On 3/17/06, Erwann ABALEA <[EMAIL PROTECTED]> wrote:
> Hodie post. Id. Mar. MMVI est, Kyle Hamilton scripsit:
>
> There's no problem with the X.509 model.
>
> You're right that a certificate signed by a CA can be revoked by
> another CA which has the same exact DN (not CN). The reason is simple:
> the X.509 standard states that a CA is designated by its name, not by
> its certificate (or public key).

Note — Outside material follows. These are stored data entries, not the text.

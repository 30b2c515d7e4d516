//! HTTP fetcher backed by ureq
//!
//! ureq is blocking, so each request runs on tokio's blocking pool and
//! never stalls other in-flight requests.

use super::Fetcher;
use crate::error::{AppError, AppResult};
use async_trait::async_trait;
use std::time::Duration;
use tracing::debug;
use ureq::Agent;

const USER_AGENT: &str = concat!(env!("CARGO_PKG_NAME"), "/", env!("CARGO_PKG_VERSION"));

/// Fetcher issuing real HTTP GET requests
#[derive(Clone)]
pub struct HttpFetcher {
    agent: Agent,
}

impl HttpFetcher {
    /// Create a fetcher whose requests each complete within `timeout`
    pub fn new(timeout: Duration) -> Self {
        let config = Agent::config_builder()
            .timeout_global(Some(timeout))
            .build();
        Self {
            agent: Agent::new_with_config(config),
        }
    }

    fn get_blocking(agent: &Agent, url: &str) -> AppResult<String> {
        let mut response = agent
            .get(url)
            .header("User-Agent", USER_AGENT)
            .call()
            .map_err(|e| match e {
                ureq::Error::StatusCode(status) => AppError::UpstreamStatus {
                    url: url.to_string(),
                    status,
                },
                other => AppError::fetch(url, other),
            })?;

        response
            .body_mut()
            .read_to_string()
            .map_err(|e| AppError::fetch(url, e))
    }
}

#[async_trait]
impl Fetcher for HttpFetcher {
    async fn fetch_text(&self, url: &str) -> AppResult<String> {
        debug!("GET {}", url);
        let agent = self.agent.clone();
        let owned_url = url.to_string();

        let body = tokio::task::spawn_blocking(move || Self::get_blocking(&agent, &owned_url))
            .await
            .map_err(|e| AppError::Internal(format!("fetch task failed: {}", e)))??;

        debug!("GET {} returned {} bytes", url, body.len());
        Ok(body)
    }
}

That has 2 advantages:
>  - a CA can have different keys for certificate signing and CRL
>    signing,

I believe X.509v3 created an explicit extension for a second
certificate with the same DN that the actual root certificate signed,
for CRL signing.  X.509 itself (X.509v1) didn't have 'extensions', as
can be seen with the original Verisign v1 root certificates.

>  - a CA can be renewed without invalidating all the previous
>    certificates, and still take them under its "control".

A CA can be renewed with rekey, specifically.  But as you point out,
there's no automatic way to get this to work -- though the
"identification by name" concept has a problem, as shown below...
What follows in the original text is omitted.